_Action item_:
Copy exactly the lines from the start of the data below through the one that carries "fail the request.", and only those.

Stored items
··········

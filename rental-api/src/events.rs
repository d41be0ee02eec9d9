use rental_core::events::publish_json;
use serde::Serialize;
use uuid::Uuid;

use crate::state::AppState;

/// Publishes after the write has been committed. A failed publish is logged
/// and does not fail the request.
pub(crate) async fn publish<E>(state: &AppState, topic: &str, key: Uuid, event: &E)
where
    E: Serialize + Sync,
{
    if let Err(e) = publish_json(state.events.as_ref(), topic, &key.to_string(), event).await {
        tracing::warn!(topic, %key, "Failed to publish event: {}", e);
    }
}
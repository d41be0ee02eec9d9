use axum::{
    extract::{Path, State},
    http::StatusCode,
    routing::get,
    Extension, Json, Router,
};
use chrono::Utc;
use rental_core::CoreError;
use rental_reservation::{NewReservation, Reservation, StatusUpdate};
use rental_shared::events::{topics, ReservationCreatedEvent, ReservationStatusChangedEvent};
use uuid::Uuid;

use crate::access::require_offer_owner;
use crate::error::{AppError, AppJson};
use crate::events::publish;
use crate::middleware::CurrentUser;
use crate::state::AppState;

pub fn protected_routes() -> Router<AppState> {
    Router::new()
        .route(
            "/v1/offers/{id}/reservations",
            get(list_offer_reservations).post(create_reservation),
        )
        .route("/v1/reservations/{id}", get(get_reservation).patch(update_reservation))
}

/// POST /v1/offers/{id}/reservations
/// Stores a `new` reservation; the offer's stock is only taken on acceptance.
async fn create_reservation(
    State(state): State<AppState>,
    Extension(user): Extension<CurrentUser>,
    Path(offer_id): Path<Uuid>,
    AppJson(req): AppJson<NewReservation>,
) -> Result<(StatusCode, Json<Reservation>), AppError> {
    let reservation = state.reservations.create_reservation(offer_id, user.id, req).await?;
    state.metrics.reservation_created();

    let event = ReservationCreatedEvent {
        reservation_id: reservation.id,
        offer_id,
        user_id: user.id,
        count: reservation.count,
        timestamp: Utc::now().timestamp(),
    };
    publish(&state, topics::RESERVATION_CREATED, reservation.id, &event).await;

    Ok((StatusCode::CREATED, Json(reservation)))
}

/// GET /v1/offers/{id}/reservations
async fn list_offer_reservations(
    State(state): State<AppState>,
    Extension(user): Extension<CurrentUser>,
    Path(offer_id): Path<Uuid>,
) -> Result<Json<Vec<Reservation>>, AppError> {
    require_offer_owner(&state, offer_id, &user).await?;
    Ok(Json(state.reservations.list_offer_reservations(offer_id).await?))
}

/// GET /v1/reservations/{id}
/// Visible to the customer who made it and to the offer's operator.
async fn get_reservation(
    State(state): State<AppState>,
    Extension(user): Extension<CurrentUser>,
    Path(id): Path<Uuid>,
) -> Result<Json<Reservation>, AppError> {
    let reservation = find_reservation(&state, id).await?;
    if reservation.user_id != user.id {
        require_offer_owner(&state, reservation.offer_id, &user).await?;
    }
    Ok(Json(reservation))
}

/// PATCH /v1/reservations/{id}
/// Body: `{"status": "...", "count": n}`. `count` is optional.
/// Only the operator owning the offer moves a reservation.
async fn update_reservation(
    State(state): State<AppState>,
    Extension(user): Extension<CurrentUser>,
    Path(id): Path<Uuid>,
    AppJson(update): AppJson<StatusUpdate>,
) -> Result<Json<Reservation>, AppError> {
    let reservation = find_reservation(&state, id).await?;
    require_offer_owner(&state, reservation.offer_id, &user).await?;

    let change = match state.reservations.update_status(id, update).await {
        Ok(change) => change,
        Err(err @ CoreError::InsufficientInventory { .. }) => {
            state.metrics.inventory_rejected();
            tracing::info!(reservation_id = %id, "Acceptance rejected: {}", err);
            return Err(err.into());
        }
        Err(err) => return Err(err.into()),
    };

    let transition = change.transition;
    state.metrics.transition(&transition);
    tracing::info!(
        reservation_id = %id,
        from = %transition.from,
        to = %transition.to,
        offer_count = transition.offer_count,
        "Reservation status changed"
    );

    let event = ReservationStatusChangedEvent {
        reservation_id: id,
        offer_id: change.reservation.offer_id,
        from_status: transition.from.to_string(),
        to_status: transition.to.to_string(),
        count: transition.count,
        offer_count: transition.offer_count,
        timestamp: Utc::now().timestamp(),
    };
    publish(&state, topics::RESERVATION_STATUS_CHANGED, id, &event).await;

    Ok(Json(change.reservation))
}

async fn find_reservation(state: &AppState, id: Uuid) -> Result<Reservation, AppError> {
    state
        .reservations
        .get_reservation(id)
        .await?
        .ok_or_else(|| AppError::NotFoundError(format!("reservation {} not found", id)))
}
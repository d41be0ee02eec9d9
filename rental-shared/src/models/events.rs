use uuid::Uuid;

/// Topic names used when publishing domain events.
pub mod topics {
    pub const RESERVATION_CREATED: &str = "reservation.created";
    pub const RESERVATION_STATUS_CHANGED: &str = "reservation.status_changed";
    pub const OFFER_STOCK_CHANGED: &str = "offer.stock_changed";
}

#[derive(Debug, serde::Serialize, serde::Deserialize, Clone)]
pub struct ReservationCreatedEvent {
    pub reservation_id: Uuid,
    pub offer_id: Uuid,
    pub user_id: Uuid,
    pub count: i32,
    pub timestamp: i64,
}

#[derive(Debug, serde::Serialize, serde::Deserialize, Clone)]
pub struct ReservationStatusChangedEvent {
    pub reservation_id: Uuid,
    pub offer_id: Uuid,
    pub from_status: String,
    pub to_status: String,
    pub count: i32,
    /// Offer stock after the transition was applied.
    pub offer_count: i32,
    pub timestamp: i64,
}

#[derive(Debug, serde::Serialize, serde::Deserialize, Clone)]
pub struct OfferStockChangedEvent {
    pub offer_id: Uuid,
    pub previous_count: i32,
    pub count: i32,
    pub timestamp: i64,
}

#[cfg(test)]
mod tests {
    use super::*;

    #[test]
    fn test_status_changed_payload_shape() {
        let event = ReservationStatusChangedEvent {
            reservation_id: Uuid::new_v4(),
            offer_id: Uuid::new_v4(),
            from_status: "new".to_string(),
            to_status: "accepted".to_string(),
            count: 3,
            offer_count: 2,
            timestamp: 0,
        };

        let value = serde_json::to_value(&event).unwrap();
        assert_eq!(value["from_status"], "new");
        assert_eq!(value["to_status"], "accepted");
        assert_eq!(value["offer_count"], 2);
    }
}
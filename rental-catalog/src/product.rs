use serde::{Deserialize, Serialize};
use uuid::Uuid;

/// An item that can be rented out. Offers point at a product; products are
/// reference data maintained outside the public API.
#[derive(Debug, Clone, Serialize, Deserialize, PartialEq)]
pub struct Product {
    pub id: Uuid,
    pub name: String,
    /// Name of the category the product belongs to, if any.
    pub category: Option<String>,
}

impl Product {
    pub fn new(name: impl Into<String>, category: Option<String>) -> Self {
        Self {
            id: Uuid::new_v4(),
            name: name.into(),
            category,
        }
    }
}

··········

_Result_:
filename rental-api/src/events.rs
repository d41be0ee02eec9d9
use rental_core::events::publish_json;
use serde::Serialize;
use uuid::Uuid;

use crate::state::AppState;

/// Publishes after the write has been committed. A failed publish is logged
/// and does not fail the request.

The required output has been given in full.